Task requirements:
Your reply should hold only the lines from the records below where "JsValue" occurs.

Records to use:
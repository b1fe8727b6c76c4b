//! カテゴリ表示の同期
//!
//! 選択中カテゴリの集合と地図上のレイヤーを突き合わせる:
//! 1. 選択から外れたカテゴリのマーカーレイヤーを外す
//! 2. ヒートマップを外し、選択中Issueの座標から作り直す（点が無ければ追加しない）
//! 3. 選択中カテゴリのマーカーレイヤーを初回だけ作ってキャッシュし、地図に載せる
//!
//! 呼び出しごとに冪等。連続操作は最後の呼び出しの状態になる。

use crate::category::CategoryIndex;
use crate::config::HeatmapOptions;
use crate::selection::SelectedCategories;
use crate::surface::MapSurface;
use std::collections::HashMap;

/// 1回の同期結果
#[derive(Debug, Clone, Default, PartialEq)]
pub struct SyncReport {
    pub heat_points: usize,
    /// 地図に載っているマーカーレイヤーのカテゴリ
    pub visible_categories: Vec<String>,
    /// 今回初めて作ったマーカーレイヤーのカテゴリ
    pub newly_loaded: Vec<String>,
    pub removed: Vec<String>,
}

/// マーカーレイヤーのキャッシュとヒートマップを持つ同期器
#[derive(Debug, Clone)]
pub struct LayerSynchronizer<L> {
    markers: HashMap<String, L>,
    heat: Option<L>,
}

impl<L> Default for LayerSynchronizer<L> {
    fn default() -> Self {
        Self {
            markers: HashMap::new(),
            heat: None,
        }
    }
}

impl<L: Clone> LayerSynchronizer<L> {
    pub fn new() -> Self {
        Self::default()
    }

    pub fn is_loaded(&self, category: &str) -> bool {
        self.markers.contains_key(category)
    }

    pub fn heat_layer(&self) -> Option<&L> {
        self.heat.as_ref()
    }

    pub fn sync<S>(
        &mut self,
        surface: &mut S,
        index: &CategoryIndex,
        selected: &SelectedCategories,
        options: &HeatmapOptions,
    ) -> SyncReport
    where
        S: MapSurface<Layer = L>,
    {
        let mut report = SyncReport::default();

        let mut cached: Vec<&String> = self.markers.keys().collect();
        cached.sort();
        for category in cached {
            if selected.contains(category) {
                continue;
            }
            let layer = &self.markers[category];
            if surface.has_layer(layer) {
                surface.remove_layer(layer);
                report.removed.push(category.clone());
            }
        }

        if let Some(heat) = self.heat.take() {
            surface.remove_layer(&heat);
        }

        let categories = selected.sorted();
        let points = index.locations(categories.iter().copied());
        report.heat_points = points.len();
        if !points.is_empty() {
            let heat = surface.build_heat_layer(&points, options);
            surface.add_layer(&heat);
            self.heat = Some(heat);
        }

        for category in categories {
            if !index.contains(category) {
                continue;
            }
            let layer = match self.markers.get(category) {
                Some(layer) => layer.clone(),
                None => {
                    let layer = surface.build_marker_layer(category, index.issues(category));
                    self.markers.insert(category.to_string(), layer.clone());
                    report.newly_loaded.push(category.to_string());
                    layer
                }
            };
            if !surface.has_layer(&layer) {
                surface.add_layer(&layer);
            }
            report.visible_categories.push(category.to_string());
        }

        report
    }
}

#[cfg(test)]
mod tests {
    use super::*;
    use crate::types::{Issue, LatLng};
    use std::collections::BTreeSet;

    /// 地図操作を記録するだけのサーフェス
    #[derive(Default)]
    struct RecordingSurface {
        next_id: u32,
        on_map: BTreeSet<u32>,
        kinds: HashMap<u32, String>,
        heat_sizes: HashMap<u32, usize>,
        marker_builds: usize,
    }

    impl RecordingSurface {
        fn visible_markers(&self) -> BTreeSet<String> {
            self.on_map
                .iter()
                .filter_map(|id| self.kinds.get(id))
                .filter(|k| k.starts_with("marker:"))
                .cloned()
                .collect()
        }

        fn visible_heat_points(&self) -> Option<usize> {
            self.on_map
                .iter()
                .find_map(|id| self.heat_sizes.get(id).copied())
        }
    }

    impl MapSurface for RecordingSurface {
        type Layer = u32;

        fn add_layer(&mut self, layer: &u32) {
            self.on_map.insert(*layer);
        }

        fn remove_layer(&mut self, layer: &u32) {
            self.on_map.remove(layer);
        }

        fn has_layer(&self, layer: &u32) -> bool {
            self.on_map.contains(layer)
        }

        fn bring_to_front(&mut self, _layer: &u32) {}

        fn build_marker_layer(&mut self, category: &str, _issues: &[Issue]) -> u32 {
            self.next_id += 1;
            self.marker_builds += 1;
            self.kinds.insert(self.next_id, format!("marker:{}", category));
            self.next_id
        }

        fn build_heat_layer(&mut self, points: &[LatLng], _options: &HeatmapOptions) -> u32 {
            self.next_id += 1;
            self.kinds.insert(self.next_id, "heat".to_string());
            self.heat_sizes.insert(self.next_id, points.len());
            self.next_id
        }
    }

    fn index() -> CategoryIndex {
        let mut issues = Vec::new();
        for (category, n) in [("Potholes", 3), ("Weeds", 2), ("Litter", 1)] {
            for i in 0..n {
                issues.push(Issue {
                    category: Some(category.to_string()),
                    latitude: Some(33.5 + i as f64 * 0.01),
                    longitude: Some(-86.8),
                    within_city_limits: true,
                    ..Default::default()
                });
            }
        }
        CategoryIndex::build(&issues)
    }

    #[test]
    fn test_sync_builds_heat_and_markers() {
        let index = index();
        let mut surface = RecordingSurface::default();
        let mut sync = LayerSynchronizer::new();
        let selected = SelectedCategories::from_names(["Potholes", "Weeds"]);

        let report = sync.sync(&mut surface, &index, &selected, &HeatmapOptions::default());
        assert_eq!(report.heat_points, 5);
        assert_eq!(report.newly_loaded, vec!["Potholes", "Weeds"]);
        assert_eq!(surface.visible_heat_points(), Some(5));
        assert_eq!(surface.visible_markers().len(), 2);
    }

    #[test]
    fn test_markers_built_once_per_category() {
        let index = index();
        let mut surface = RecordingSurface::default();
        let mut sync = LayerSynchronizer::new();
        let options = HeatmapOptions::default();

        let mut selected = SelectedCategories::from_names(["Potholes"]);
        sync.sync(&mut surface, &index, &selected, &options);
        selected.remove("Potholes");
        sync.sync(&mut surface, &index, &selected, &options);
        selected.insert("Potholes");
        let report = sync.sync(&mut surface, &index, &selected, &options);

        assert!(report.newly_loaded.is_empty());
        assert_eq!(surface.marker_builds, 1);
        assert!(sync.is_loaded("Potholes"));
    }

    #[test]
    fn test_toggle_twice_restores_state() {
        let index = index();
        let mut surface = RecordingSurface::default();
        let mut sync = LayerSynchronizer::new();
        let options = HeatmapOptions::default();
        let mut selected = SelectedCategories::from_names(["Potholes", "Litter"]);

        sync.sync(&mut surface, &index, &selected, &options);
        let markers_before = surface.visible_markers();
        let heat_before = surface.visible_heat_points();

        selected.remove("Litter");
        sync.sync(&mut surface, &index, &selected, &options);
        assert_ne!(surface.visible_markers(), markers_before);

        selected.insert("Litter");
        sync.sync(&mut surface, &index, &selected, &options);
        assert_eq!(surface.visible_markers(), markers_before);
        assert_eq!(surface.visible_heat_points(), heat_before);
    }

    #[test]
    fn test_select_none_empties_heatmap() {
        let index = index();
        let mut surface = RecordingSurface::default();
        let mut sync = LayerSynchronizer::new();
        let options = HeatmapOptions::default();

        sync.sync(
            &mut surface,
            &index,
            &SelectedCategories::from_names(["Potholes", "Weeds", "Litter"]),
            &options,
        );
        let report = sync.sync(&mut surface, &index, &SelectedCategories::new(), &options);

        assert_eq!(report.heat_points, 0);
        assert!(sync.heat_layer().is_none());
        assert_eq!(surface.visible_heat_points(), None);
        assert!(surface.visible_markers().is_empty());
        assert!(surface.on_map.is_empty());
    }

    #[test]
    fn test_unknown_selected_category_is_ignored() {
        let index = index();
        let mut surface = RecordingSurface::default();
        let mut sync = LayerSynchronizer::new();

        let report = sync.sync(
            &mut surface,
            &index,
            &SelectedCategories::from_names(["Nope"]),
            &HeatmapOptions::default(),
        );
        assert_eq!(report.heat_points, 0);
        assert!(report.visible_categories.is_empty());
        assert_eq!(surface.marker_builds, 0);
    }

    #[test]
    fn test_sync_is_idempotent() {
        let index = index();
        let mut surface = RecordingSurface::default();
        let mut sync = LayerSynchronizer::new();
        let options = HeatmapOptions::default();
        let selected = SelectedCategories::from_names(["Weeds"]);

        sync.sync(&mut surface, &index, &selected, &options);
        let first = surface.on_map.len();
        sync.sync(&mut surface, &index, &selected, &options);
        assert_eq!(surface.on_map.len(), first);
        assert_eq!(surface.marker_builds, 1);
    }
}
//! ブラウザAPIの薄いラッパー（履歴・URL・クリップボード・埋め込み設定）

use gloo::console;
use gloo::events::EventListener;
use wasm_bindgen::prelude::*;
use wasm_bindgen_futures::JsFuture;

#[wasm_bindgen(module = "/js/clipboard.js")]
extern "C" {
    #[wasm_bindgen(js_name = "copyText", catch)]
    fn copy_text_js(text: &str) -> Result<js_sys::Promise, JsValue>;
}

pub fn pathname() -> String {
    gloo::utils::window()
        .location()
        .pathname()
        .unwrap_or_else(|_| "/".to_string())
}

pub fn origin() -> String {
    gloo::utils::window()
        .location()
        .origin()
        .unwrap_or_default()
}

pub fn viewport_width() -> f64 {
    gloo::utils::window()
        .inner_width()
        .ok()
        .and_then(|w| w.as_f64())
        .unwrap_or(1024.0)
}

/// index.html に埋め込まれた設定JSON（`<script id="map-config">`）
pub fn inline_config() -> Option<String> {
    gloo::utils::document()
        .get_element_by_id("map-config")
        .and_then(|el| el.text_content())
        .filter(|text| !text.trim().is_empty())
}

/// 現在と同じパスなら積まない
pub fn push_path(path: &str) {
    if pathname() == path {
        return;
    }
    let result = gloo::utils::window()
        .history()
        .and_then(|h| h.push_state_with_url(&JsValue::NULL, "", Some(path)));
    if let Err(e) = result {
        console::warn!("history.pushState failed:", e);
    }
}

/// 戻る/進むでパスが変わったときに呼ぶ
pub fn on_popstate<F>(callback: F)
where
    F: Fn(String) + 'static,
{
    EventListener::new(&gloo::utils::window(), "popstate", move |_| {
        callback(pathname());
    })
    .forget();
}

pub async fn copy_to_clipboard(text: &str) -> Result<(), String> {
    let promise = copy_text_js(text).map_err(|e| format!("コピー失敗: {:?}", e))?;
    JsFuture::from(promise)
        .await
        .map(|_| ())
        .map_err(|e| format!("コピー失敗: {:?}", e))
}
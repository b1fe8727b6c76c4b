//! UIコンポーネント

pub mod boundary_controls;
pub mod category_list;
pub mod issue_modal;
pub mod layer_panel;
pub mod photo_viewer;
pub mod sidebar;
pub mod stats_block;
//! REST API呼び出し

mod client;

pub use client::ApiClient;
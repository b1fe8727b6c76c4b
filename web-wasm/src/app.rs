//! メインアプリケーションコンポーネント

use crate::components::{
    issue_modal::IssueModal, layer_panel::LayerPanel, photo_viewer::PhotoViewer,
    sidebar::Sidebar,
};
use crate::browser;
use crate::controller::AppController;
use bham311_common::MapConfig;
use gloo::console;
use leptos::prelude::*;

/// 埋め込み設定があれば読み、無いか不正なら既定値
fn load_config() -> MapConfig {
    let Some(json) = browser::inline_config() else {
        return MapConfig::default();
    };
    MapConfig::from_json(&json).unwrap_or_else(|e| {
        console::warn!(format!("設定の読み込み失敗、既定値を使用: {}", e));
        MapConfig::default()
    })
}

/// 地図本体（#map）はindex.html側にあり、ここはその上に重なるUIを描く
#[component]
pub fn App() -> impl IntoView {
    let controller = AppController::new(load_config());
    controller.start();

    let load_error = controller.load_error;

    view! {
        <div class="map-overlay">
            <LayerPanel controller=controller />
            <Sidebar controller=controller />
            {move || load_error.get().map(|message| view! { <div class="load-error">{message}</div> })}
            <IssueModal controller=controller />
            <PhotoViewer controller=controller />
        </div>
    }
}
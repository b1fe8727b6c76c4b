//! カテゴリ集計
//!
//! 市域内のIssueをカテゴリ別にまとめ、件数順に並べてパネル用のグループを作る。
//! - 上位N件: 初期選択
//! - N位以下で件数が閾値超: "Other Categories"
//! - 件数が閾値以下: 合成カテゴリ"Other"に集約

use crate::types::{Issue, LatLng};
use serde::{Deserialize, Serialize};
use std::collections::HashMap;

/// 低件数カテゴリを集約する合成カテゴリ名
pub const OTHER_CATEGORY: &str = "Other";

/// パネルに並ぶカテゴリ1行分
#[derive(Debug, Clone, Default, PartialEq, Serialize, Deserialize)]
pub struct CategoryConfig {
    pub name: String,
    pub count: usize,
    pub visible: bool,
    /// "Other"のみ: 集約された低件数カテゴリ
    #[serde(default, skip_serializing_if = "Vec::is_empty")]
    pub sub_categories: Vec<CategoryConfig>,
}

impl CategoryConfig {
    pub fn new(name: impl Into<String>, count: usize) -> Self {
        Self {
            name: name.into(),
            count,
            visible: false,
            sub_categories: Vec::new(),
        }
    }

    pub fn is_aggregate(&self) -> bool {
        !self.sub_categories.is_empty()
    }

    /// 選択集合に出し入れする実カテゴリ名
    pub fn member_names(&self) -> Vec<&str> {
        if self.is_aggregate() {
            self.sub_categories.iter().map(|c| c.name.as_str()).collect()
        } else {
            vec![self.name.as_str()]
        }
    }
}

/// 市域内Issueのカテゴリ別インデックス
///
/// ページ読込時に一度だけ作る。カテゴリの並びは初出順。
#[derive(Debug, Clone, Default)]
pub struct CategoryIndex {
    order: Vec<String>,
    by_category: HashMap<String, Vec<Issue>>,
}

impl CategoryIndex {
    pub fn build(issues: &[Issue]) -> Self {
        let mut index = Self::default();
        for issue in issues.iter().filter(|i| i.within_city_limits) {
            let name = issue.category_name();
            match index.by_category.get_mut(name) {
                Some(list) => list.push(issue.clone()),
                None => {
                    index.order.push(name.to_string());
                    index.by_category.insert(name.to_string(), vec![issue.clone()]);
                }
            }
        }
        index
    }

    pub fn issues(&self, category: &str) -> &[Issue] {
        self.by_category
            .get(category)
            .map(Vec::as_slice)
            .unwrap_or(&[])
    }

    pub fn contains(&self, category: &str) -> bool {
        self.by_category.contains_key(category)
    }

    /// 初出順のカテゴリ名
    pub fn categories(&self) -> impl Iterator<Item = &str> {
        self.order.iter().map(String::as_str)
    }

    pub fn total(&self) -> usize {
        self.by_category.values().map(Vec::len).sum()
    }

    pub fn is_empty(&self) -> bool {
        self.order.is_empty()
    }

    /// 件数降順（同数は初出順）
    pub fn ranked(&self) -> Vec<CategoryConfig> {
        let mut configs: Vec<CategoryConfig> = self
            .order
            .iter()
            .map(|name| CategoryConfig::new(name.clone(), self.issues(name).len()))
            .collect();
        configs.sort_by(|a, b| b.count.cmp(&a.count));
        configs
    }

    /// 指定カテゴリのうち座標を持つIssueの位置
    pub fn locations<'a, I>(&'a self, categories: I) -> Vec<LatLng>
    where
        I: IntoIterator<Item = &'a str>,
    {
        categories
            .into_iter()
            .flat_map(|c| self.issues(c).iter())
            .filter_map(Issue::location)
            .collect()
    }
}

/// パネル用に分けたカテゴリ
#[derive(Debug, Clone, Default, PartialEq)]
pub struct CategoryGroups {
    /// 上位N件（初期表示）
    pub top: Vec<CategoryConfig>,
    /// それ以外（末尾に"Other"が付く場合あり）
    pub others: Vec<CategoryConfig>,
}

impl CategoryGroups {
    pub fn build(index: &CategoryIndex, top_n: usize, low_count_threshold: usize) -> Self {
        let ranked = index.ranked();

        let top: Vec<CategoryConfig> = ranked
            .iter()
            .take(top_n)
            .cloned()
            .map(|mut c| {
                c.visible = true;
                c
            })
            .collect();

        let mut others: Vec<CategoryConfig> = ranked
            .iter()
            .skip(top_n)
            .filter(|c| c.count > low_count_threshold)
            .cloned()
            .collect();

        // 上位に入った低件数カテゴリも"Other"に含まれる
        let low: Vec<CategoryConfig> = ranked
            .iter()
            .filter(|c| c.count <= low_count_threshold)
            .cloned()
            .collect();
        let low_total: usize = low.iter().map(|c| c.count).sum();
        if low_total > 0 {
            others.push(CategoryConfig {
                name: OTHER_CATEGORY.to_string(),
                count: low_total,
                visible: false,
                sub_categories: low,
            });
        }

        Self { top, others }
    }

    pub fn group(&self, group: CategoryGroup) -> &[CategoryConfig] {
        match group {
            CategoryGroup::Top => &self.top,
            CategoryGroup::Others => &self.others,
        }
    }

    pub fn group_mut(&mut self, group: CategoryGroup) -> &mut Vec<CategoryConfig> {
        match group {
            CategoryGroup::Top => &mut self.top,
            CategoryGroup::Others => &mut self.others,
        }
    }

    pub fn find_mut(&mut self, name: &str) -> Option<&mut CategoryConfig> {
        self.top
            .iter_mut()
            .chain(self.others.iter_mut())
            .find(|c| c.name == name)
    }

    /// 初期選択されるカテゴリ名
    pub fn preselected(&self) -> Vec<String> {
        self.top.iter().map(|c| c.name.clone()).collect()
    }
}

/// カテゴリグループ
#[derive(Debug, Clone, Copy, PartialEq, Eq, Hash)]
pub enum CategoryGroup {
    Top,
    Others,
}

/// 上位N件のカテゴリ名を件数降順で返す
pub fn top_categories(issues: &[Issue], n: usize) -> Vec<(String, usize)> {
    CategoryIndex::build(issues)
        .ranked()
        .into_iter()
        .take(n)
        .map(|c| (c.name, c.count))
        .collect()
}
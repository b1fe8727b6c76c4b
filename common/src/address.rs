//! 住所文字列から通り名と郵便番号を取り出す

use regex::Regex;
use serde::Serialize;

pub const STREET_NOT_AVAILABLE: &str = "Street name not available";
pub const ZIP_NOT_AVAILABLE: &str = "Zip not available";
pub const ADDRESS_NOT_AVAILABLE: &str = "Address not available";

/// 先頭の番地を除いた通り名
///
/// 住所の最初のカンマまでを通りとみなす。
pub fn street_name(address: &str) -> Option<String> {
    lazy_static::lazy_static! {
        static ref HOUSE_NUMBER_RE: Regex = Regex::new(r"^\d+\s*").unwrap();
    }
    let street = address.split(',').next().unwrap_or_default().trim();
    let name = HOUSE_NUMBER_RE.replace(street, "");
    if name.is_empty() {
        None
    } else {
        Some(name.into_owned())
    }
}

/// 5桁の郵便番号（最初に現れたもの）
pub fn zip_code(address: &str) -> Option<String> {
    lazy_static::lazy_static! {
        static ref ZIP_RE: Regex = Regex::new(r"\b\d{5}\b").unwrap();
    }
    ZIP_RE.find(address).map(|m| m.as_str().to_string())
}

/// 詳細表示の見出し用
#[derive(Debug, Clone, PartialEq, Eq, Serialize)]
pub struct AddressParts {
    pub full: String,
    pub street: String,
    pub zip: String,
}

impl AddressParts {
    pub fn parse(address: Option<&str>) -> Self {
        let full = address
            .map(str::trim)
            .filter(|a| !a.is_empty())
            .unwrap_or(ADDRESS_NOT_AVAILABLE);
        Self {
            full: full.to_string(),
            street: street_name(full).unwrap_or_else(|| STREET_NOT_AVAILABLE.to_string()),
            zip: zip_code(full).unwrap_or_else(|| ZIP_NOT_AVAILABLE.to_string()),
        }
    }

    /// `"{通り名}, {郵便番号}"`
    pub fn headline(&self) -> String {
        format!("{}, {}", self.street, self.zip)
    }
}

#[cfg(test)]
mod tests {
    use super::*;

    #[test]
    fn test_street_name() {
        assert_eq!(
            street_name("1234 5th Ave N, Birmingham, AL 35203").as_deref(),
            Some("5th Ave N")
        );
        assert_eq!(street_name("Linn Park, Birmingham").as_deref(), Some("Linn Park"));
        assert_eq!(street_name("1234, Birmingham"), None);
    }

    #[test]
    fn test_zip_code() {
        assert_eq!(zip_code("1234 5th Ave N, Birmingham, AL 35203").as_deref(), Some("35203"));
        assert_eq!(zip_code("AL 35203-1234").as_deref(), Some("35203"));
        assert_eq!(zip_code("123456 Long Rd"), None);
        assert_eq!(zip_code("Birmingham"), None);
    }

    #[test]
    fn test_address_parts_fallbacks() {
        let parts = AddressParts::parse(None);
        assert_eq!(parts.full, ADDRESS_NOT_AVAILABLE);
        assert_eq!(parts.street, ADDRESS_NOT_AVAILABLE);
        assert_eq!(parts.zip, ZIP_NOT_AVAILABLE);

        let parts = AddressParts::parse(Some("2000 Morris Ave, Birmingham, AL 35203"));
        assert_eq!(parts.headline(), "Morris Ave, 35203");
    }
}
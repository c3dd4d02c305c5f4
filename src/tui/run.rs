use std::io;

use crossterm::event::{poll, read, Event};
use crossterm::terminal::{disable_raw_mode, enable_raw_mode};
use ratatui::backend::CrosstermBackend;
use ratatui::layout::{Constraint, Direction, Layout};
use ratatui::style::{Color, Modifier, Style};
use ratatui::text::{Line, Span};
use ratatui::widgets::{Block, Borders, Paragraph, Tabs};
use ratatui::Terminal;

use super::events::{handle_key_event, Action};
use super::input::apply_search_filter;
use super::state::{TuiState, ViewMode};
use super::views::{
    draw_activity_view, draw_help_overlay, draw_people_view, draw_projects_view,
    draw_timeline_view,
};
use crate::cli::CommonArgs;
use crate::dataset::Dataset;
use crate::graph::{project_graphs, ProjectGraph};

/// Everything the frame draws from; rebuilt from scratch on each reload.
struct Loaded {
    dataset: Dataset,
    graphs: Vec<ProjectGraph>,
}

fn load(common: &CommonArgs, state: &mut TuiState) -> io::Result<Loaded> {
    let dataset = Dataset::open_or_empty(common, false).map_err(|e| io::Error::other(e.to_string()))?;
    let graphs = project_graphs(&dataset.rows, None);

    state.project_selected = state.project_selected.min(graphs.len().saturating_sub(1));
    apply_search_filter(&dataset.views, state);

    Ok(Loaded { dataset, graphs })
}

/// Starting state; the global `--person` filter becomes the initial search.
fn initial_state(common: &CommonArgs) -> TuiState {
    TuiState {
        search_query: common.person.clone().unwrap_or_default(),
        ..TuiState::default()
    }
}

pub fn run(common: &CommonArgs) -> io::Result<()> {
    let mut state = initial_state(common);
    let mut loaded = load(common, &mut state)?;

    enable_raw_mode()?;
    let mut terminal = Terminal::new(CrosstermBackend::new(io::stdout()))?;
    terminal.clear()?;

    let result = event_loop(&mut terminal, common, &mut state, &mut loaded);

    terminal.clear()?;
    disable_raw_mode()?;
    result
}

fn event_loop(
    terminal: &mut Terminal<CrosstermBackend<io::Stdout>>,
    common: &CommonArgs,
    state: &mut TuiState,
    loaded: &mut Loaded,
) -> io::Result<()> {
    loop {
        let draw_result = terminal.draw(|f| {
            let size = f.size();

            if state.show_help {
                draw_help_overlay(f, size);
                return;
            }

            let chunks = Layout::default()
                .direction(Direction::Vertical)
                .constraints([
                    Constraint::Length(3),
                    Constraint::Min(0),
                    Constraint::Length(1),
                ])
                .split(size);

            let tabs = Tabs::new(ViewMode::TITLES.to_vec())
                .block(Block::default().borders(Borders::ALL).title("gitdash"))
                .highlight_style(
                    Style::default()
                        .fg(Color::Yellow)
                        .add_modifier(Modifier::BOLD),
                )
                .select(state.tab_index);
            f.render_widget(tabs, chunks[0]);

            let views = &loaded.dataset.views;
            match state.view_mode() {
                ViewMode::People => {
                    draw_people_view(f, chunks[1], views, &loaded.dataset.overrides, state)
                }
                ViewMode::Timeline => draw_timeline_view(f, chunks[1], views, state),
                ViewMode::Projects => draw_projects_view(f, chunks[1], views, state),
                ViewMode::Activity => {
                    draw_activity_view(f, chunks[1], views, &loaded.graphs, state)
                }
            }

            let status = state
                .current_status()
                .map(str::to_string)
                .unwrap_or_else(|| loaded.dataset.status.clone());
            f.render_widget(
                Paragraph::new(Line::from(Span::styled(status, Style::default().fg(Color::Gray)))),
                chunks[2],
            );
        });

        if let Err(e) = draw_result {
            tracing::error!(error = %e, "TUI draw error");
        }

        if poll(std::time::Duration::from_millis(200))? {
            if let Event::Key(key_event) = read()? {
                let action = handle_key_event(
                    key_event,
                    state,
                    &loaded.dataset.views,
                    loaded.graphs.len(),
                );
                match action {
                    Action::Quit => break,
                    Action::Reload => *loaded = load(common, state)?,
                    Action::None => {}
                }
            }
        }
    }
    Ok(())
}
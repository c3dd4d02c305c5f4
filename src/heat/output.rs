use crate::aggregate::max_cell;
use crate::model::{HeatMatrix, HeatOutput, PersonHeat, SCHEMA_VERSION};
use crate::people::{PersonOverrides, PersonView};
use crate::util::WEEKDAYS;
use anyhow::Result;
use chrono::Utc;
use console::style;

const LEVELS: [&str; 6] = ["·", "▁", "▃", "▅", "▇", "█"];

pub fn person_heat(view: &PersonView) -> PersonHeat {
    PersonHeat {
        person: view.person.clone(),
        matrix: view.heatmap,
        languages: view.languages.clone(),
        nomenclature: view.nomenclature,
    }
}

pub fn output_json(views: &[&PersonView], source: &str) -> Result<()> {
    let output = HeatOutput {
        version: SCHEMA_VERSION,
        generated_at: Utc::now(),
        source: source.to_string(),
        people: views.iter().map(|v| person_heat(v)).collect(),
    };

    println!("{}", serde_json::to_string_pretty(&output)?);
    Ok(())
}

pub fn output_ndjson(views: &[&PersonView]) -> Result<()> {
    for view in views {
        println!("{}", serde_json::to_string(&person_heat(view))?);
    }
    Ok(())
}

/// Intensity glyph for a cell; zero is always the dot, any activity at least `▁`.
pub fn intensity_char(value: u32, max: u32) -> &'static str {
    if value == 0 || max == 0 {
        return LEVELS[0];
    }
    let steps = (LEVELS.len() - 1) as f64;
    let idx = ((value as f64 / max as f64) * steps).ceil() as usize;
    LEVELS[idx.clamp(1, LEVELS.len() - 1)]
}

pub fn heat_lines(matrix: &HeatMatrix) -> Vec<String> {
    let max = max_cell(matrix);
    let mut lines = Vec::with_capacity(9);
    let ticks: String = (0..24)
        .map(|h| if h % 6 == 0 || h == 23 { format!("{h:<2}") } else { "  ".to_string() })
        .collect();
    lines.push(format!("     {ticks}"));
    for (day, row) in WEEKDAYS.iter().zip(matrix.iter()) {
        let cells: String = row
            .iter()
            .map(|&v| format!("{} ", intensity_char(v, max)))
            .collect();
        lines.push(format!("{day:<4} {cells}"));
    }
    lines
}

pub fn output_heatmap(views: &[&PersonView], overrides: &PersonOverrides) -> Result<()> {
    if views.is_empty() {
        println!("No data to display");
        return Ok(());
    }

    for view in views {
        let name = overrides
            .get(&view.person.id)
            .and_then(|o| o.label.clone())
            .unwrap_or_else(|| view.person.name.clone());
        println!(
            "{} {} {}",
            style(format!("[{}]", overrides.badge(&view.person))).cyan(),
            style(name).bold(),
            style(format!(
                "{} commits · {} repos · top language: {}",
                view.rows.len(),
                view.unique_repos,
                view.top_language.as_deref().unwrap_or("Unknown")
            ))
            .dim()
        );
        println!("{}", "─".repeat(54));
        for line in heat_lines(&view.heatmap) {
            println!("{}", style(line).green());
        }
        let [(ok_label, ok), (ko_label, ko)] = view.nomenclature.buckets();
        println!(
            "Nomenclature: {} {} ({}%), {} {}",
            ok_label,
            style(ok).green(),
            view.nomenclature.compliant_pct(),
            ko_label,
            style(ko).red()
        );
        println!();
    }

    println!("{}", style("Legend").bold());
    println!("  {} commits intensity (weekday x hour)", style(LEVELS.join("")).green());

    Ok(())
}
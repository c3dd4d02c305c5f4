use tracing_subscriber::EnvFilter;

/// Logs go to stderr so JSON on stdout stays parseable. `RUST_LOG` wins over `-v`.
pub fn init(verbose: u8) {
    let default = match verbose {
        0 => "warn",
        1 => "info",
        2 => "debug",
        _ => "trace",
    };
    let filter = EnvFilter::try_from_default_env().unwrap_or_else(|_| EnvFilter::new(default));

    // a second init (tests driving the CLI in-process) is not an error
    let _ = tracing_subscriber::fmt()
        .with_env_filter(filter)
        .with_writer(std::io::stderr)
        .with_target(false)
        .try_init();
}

Solution for this problem:
    fn copy_text_js(text: &str) -> Result<js_sys::Promise, JsValue>;
        .and_then(|h| h.push_state_with_url(&JsValue::NULL, "", Some(path)));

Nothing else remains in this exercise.